Antigamente estávamos habituados a ver um Carnaval de cordões separados por cor, embora sem radicalismos nem segregações. Era um tempo em que não tínhamos televisão, nem trio elétrico, nem redes sociais. Neste Carnaval eu tive a impressão de que havia quase uma unidade racial do povo que se dispunha a participar desta festa popular tão marcante no Brasil. Ao mesmo tempo, o combate à homofobia libertou os segmentos LGBTQIA+, que sempre exerceram seu poder criativo nas fantasias e, como deixou de ser tabu, podem mostrar o corpo e se expressar em plenitude.

A nudez, promovida pioneiramente por Joãosinho Trinta, se banalizou. Roberto Campos, que era um craque em sintetizar ditados e provérbios populares, quando surgiu o biquíni, disse que ele “mostra tudo e esconde o essencial”. Eu, por minha vez, saí com uma definição mais pobre dizendo que as minissaias ficavam melhor nas mulheres do que nos escoceses. Mas na verdade nada disso dominava a paisagem carnavalesca. O geral era mesmo o simplesmente descamisado, e isto se justifica pelo lado econômico, uma vez que é mais barata essa fantasia do que todas as outras: é de graça. 

Outra coisa que me chamou a atenção é que eu não sabia que o brasileiro gostava tanto de se fazer de índio. Mais do que nunca as fantasias de índios dominaram, quase todas elas marchando na vanguarda e comandando com mais ânimo e mais alegria a festa. 

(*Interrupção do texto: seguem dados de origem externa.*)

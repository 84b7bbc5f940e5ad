use anyhow::{bail, Context};
use clap::Parser;
use province_geometry::config::ResolverConfig;
use province_geometry::geometry::{
    find_by_relation, find_province, province_list, to_lat_lng_rings, GeometryResolver, Lookup,
};
use province_geometry::server;
use serde_json::json;
use tracing_subscriber::EnvFilter;

/// provgeo: province boundary resolver
///
/// Resolves Vietnamese province names or OSM relation ids to boundary rings in
/// [lat, lng] order, using OpenStreetMap Nominatim.
///
/// Examples:
///   provgeo "Sơn La"
///   provgeo --osm-id 1903291
///   provgeo --search "Điện Biên"
///   provgeo --list
///   provgeo --serve --port 8090
#[derive(Parser)]
#[command(name = "provgeo", version, about, long_about = None)]
struct Cli {
    /// Province name (relation id → search → built-in bounds).
    #[arg(index = 1)]
    province: Option<String>,

    /// Look up an OSM relation id directly.
    #[arg(long)]
    osm_id: Option<u64>,

    /// Free-text search only, skipping the catalogue.
    #[arg(long)]
    search: Option<String>,

    /// List the built-in province catalogue.
    #[arg(long)]
    list: bool,

    /// Print the raw GeoJSON feature instead of rings.
    #[arg(long)]
    raw: bool,

    /// Offline mode: only built-in data, no network.
    #[arg(long)]
    offline: bool,

    /// Start the HTTP API.
    #[arg(long)]
    serve: bool,

    #[arg(long, default_value = "127.0.0.1")]
    host: String,

    #[arg(long, default_value_t = 8090)]
    port: u16,
}

#[tokio::main]
async fn main() -> anyhow::Result<()> {
    tracing_subscriber::fmt()
        .with_env_filter(EnvFilter::try_from_default_env().unwrap_or_else(|_| EnvFilter::new("info")))
        .with_writer(std::io::stderr)
        .init();

    let cli = Cli::parse();
    let config = ResolverConfig::from_env().context("invalid PROVGEO_* configuration")?;

    if cli.list {
        println!("{}", serde_json::to_string_pretty(&province_list())?);
        return Ok(());
    }

    let mut resolver = GeometryResolver::new(&config);
    resolver.set_offline(cli.offline);

    if cli.serve {
        server::start(&cli.host, cli.port, resolver)
            .await
            .with_context(|| format!("server on {}:{} failed", cli.host, cli.port))?;
        return Ok(());
    }

    if let Some(id) = cli.osm_id {
        let label = match find_by_relation(id) {
            Some(p) => format!("relation {} ({})", id, p.name),
            None => format!("relation {}", id),
        };
        return print_lookup(&label, resolver.lookup_by_osm_id(id).await, cli.raw);
    }

    if let Some(ref name) = cli.search {
        return print_lookup(name, resolver.lookup_by_name(name).await, cli.raw);
    }

    let Some(ref name) = cli.province else {
        bail!("No province specified. Try: provgeo \"Sơn La\", provgeo --osm-id 1903291, or provgeo --list");
    };

    if find_province(name).is_none() {
        tracing::warn!(%name, "not in the built-in catalogue; falling back to search");
    }
    match resolver.resolve_province(name).await {
        Some(boundary) => {
            tracing::info!(province = %boundary.name, source = %boundary.source, "resolved");
            println!("{}", serde_json::to_string_pretty(&boundary)?);
            Ok(())
        }
        None => bail!("No boundary found for '{}'", name),
    }
}

fn print_lookup(label: &str, lookup: Lookup, raw: bool) -> anyhow::Result<()> {
    let feature = match lookup {
        Lookup::Found(f) => f,
        Lookup::NotFound => bail!("No boundary found for {}", label),
        Lookup::Failed(e) => bail!("No boundary found for {}: {}", label, e),
    };

    let out = if raw {
        serde_json::to_value(&*feature)?
    } else {
        json!({
            "name": feature.name(),
            "display_name": feature.display_name(),
            "geometry_type": feature.geometry.kind(),
            "rings": to_lat_lng_rings(&feature.geometry),
        })
    };
    println!("{}", serde_json::to_string_pretty(&out)?);
    Ok(())
}
use std::fmt;
use std::sync::Arc;
use std::time::Duration;

use reqwest::Request;

use crate::error::ApiClientError;

/// What an editor knows about the call it edits.
#[derive(Debug, Clone, Copy, PartialEq, Eq)]
pub struct CallContext {
    /// The descriptor id of the operation being sent.
    pub operation_id: &'static str,
    /// The per-call deadline, if any.
    pub timeout: Option<Duration>,
}

/// A hook that mutates a built request before it is sent.
///
/// Editors add authentication, tracing headers, or reject a request outright:
/// the first error aborts the call and is returned to the caller verbatim.
///
/// Closures with the matching signature are editors:
///
/// ```rust
/// use http::HeaderValue;
/// use stratus_core::{ApiClient, ApiClientError, CallContext};
///
/// # fn example() -> Result<(), ApiClientError> {
/// let client = ApiClient::builder()
///     .with_request_editor_fn(|_ctx: &CallContext, request: &mut reqwest::Request| {
///         request
///             .headers_mut()
///             .insert("x-tenant", HeaderValue::from_static("acme"));
///         Ok(())
///     })
///     .build()?;
/// # Ok(())
/// # }
/// ```
pub trait RequestEditor: Send + Sync {
    /// Edits the request in place.
    ///
    /// # Errors
    ///
    /// Any error aborts the call; the request is not sent.
    fn edit(&self, context: &CallContext, request: &mut Request) -> Result<(), ApiClientError>;
}

impl<F> RequestEditor for F
where
    F: Fn(&CallContext, &mut Request) -> Result<(), ApiClientError> + Send + Sync,
{
    fn edit(&self, context: &CallContext, request: &mut Request) -> Result<(), ApiClientError> {
        self(context, request)
    }
}

/// Editors applied in registration order.
#[derive(Clone, Default)]
pub(crate) struct EditorChain(Vec<Arc<dyn RequestEditor>>);

impl EditorChain {
    pub(crate) fn push(&mut self, editor: Arc<dyn RequestEditor>) {
        self.0.push(editor);
    }

    pub(crate) fn len(&self) -> usize {
        self.0.len()
    }

    pub(crate) fn apply(
        &self,
        context: &CallContext,
        request: &mut Request,
    ) -> Result<(), ApiClientError> {
        self.0
            .iter()
            .try_for_each(|editor| editor.edit(context, request))
    }
}

impl fmt::Debug for EditorChain {
    fn fmt(&self, f: &mut fmt::Formatter<'_>) -> fmt::Result {
        f.debug_struct("EditorChain")
            .field("editors", &self.0.len())
            .finish()
    }
}
use crate::auth::AuthenticationError;

/// Errors that can occur when building, sending or decoding an API call.
///
/// Construction errors (URL, parameters, body) are raised before any network I/O.
/// Transport errors are surfaced unchanged from the [`Transport`](crate::Transport)
/// or from the [`RequestEditor`](crate::RequestEditor) that rejected the request.
/// Decode errors only happen when a declared JSON payload fails to deserialize.
#[derive(Debug, derive_more::Error, derive_more::Display, derive_more::From)]
pub enum ApiClientError {
    /// HTTP client error from the underlying reqwest library.
    ///
    /// Occurs when network requests fail, timeouts occur, or the body cannot be read.
    ReqwestError(reqwest::Error),

    /// URL parsing error when constructing request URLs.
    ///
    /// Occurs when the server URL or the resolved path create an invalid URL.
    UrlError(url::ParseError),

    /// Invalid HTTP header name.
    InvalidHeaderName(http::header::InvalidHeaderName),

    /// Invalid HTTP header value.
    ///
    /// Occurs when header values contain invalid characters.
    InvalidHeaderValue(http::header::InvalidHeaderValue),

    /// I/O error while reading a request body stream.
    IoError(std::io::Error),

    /// Declared request content type is not a valid media type.
    InvalidContentType(mime::FromStrError),

    /// JSON serialization error.
    ///
    /// Occurs when a parameter or a JSON request body cannot be marshaled.
    JsonValueError(serde_json::Error),

    /// Authentication data cannot be turned into a request header.
    AuthenticationError(AuthenticationError),

    /// The configured server URL cannot be used as a base for relative paths.
    #[display("Invalid base URL '{url}': {error}")]
    #[from(skip)]
    InvalidBaseUrl {
        /// The rejected URL.
        url: String,
        /// Description of why the URL is invalid.
        error: String,
    },

    /// JSON response deserialization failure for a declared payload.
    #[display("Failed to deserialize {operation} response at '{path}': {error}\n{body}")]
    #[from(skip)]
    JsonError {
        /// The operation whose response failed to decode.
        operation: &'static str,
        /// The JSON path where the error occurred.
        path: String,
        /// The underlying JSON parsing error.
        error: serde_json::Error,
        /// The response body that failed to parse.
        body: String,
    },

    /// Path template contains unresolved parameters.
    #[display("Path '{path}' is missing required arguments: {missings:?}")]
    #[from(skip)]
    PathUnresolved {
        /// The path template that couldn't be resolved.
        path: String,
        /// List of missing parameter names.
        missings: Vec<String>,
    },

    /// A required query or header parameter has no value.
    #[display("Operation {operation} is missing required {location} parameter '{name}'")]
    #[from(skip)]
    MissingRequiredParameter {
        /// The operation being built.
        operation: &'static str,
        /// Where the parameter goes (query, header).
        location: &'static str,
        /// The parameter name.
        name: &'static str,
    },

    /// Parameter value cannot be styled for its location.
    #[display("Unsupported parameter value: {message}. Got: {value}")]
    #[from(skip)]
    UnsupportedParameterValue {
        /// Specific error message describing the conversion failure.
        message: String,
        /// The value that failed to convert.
        value: serde_json::Value,
    },

    /// Data serialization failed.
    ///
    /// Occurs when request data cannot be converted to the required format.
    #[display("Serialization error: {message}")]
    #[from(skip)]
    SerializationError {
        /// Description of the serialization failure.
        message: String,
    },

    /// A body was supplied to an operation that does not accept one.
    #[display("Operation {operation} does not accept a request body")]
    #[from(skip)]
    UnexpectedBody {
        /// The operation being built.
        operation: &'static str,
    },

    /// An operation that requires a body was called without one.
    #[display("Operation {operation} requires a request body")]
    #[from(skip)]
    MissingBody {
        /// The operation being built.
        operation: &'static str,
    },

    /// Failure reported by a custom transport.
    #[display("Transport error: {message}")]
    #[from(skip)]
    Transport {
        /// Description of the transport failure.
        message: String,
    },
}
//! Resources exchanged with the compute API.

use chrono::{DateTime, Utc};
use serde::{Deserialize, Serialize};

/// Lifecycle state of a server.
#[derive(Debug, Clone, Copy, PartialEq, Eq, Hash, Serialize, Deserialize)]
#[serde(rename_all = "lowercase")]
pub enum ServerStatus {
    /// Being created.
    Provisioning,
    /// Up and reachable.
    Running,
    /// Powered off.
    Stopped,
    /// Failed, see the server events.
    Error,
}

/// Pagination metadata of a list response.
#[derive(Debug, Clone, Copy, PartialEq, Eq, Serialize, Deserialize)]
pub struct PageInfo {
    /// One-based page number.
    pub page: u32,
    /// Page size.
    pub size: u32,
    /// Total number of items.
    pub total: u64,
}

/// A virtual machine.
#[derive(Debug, Clone, PartialEq, Serialize, Deserialize)]
#[serde(rename_all = "camelCase")]
pub struct Server {
    /// Server id.
    pub id: i64,
    /// Display name.
    pub name: String,
    /// Hardware flavor, e.g. `s1.small`.
    pub flavor: String,
    /// Image the server booted from.
    pub image_id: String,
    /// Current lifecycle state.
    pub status: ServerStatus,
    /// Free-form labels.
    #[serde(default)]
    pub tags: Vec<String>,
    /// Creation time.
    pub created_at: DateTime<Utc>,
}

/// A page of servers.
#[derive(Debug, Clone, PartialEq, Serialize, Deserialize)]
pub struct ServerPage {
    /// Items of this page.
    pub data: Vec<Server>,
    /// Pagination metadata.
    pub page: PageInfo,
}

/// Server creation request.
#[derive(Debug, Clone, PartialEq, Eq, Serialize, Deserialize)]
#[serde(rename_all = "camelCase")]
pub struct NewServer {
    /// Display name.
    pub name: String,
    /// Hardware flavor.
    pub flavor: String,
    /// Image to boot from.
    pub image_id: String,
    /// Free-form labels.
    #[serde(default, skip_serializing_if = "Vec::is_empty")]
    pub tags: Vec<String>,
    /// SSH keys installed at first boot.
    #[serde(default, skip_serializing_if = "Vec::is_empty")]
    pub ssh_key_ids: Vec<String>,
}

/// Partial server update; unset fields are left untouched.
#[derive(Debug, Clone, Default, PartialEq, Eq, Serialize, Deserialize)]
pub struct ServerPatch {
    /// New display name.
    #[serde(default, skip_serializing_if = "Option::is_none")]
    pub name: Option<String>,
    /// Replacement labels.
    #[serde(default, skip_serializing_if = "Option::is_none")]
    pub tags: Option<Vec<String>>,
}

/// A block storage volume.
#[derive(Debug, Clone, PartialEq, Serialize, Deserialize)]
#[serde(rename_all = "camelCase")]
pub struct Volume {
    /// Volume id.
    pub id: i64,
    /// Display name.
    pub name: String,
    /// Capacity in GiB.
    pub size_gb: u32,
    /// Server the volume is attached to, if any.
    #[serde(default)]
    pub server_id: Option<i64>,
    /// Creation time.
    pub created_at: DateTime<Utc>,
}

/// A page of volumes.
#[derive(Debug, Clone, PartialEq, Serialize, Deserialize)]
pub struct VolumePage {
    /// Items of this page.
    pub data: Vec<Volume>,
    /// Pagination metadata.
    pub page: PageInfo,
}

/// Volume creation request.
#[derive(Debug, Clone, PartialEq, Eq, Serialize, Deserialize)]
#[serde(rename_all = "camelCase")]
pub struct NewVolume {
    /// Display name.
    pub name: String,
    /// Capacity in GiB.
    pub size_gb: u32,
}

/// A volume attached to a server.
#[derive(Debug, Clone, PartialEq, Serialize, Deserialize)]
#[serde(rename_all = "camelCase")]
pub struct Attachment {
    /// Server id.
    pub server_id: i64,
    /// Volume id.
    pub volume_id: i64,
    /// Device path on the server, e.g. `/dev/vdb`.
    pub device: String,
    /// Attachment time.
    pub attached_at: DateTime<Utc>,
}

/// A bootable disk image.
#[derive(Debug, Clone, PartialEq, Serialize, Deserialize)]
#[serde(rename_all = "camelCase")]
pub struct Image {
    /// Image id.
    pub id: String,
    /// Display name.
    pub name: String,
    /// Operating system family.
    pub os: String,
    /// Size of the uploaded disk.
    pub size_bytes: u64,
    /// Free-form labels.
    #[serde(default)]
    pub tags: Vec<String>,
    /// Upload time.
    pub created_at: DateTime<Utc>,
}

/// A page of images.
#[derive(Debug, Clone, PartialEq, Serialize, Deserialize)]
pub struct ImagePage {
    /// Items of this page.
    pub data: Vec<Image>,
    /// Pagination metadata.
    pub page: PageInfo,
}

/// A registered SSH public key.
#[derive(Debug, Clone, PartialEq, Serialize, Deserialize)]
#[serde(rename_all = "camelCase")]
pub struct SshKey {
    /// Key id.
    pub id: String,
    /// Display name.
    pub name: String,
    /// SHA256 fingerprint.
    pub fingerprint: String,
    /// OpenSSH public key.
    pub public_key: String,
    /// Registration time.
    pub created_at: DateTime<Utc>,
}

/// A page of SSH keys.
#[derive(Debug, Clone, PartialEq, Serialize, Deserialize)]
pub struct SshKeyPage {
    /// Items of this page.
    pub data: Vec<SshKey>,
    /// Pagination metadata.
    pub page: PageInfo,
}

/// SSH key registration request.
#[derive(Debug, Clone, PartialEq, Eq, Serialize, Deserialize)]
#[serde(rename_all = "camelCase")]
pub struct NewSshKey {
    /// Display name.
    pub name: String,
    /// OpenSSH public key.
    pub public_key: String,
}

/// Error payload of 4xx responses.
#[derive(Debug, Clone, PartialEq, Eq, Serialize, Deserialize)]
#[serde(rename_all = "camelCase")]
pub struct ErrorBody {
    /// Machine readable code, e.g. `server_not_found`.
    pub code: String,
    /// Human readable message.
    pub message: String,
    /// Echo of the `x-request-id` header.
    #[serde(default)]
    pub request_id: Option<String>,
}

/// Payload of `415 Unsupported Media Type` responses.
#[derive(Debug, Clone, PartialEq, Eq, Serialize, Deserialize)]
pub struct UnsupportedMediaTypeBody {
    /// Human readable message.
    pub message: String,
    /// Accepted content types.
    #[serde(default)]
    pub supported: Vec<String>,
}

Nas baterias, antigamente latifúndio dos homens, sem que as mulheres tivessem direito a participar, neste Carnaval elas se misturaram aos homens, e os tambores, as cuícas, os pandeiros e todos os instrumentos, tradicionais ou improvisados, estavam também nas mãos de mulheres. Mas o objeto da fascinação do público não deixou de ser a aparição das rainhas das baterias, sempre lindas com suas fantasias esfuziantes e seus corpos modelados. As passistas continuaram deslumbrantes, cruzando pés e pernas, numa habilidade incrível de quem está dominada pelo alucinante ritmo do samba. Mas tudo isso não superou a música e a letra dos samba-enredo, na voz de sambistas e puxadores de samba, empolgando os passos e os gingados.

Na multidão de formas do Carnaval — blocos de todo tipo e tamanho, cordões, trio-elétricos, maracatus, sambas de roda, afoxés, frevos etc., o reino do desfile é coroado pelas escolas de samba, lembrando sempre Joãosinho Trinta, que saiu com esta “O povo gosta de luxo. Quem gosta de miséria é intelectual.”

E nós? Gostamos mesmo é do Carnaval!